◆ Activity
State the number of lines below in which the word "AccountId" appears. Nothing else belongs in the answer.

◆ Records provided
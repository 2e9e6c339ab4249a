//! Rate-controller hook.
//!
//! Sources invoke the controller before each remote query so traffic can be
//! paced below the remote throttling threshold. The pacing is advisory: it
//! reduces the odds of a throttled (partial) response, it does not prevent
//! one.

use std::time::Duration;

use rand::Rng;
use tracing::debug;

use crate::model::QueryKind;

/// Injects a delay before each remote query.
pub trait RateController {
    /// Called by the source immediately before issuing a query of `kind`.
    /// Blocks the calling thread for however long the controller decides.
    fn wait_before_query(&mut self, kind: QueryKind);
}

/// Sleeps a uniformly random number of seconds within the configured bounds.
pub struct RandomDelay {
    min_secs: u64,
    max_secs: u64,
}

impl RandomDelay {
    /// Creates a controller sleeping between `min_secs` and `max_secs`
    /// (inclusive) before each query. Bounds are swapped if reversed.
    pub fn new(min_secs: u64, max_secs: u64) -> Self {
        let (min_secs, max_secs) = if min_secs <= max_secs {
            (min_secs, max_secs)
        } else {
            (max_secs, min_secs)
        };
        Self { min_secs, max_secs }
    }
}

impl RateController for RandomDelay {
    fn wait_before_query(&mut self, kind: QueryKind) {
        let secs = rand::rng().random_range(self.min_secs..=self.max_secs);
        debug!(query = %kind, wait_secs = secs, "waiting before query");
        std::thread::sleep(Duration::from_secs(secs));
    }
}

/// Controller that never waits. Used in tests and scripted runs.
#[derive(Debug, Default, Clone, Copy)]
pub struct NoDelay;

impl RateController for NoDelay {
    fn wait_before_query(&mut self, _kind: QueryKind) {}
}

---

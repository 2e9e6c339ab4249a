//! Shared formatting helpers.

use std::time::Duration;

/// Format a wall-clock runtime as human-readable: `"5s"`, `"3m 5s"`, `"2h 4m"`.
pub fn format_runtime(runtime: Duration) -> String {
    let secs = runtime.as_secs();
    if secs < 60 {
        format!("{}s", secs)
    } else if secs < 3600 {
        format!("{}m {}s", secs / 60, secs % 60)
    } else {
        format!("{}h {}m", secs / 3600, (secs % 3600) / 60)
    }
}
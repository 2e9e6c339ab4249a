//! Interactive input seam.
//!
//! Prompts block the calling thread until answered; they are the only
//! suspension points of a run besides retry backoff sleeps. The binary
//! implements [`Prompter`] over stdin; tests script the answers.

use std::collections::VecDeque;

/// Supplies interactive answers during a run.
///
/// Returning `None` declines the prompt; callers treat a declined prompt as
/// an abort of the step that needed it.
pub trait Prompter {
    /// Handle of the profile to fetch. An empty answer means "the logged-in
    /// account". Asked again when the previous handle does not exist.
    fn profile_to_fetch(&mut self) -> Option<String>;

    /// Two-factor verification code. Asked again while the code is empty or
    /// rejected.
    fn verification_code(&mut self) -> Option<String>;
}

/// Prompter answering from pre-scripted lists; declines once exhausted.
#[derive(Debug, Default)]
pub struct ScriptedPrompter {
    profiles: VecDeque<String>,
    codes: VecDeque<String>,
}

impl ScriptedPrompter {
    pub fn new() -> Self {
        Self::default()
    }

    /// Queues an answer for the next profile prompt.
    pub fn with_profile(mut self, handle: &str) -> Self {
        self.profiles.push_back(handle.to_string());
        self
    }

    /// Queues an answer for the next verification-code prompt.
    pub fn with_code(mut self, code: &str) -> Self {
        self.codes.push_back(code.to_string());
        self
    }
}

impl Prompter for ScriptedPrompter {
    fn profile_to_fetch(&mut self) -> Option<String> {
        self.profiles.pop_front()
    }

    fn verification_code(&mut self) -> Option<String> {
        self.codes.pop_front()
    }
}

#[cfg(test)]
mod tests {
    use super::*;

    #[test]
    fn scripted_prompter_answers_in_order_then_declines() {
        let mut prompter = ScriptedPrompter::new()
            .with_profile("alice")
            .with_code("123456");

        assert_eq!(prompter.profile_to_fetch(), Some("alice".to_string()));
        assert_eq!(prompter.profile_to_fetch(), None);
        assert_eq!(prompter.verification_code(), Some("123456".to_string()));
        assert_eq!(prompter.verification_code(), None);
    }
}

* * *

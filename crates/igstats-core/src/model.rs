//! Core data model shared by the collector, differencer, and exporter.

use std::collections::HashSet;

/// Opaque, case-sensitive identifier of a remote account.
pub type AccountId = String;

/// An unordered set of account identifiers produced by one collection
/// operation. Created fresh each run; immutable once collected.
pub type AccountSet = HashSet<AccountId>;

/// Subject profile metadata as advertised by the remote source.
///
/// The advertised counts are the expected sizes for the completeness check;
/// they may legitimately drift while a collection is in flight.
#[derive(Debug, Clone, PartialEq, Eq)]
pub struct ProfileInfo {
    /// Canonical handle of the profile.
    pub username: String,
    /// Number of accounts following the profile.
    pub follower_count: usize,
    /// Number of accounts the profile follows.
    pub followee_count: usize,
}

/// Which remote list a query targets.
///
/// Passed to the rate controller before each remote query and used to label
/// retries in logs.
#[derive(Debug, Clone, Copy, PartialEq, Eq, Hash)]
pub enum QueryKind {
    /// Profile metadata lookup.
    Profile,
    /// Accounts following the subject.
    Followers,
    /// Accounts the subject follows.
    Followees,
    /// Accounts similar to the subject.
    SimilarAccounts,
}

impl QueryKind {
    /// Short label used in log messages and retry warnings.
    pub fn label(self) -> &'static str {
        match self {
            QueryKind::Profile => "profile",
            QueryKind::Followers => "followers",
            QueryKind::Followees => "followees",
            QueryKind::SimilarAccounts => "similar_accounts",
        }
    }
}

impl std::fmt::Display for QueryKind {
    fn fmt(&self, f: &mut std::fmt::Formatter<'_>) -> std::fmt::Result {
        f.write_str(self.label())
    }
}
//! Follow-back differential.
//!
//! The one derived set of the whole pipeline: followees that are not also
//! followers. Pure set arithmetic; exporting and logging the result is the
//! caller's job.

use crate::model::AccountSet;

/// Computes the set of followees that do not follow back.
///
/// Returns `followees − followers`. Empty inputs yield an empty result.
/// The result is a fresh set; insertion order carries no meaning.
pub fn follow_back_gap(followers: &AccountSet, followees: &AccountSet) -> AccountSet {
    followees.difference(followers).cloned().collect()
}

◆ Answer space
2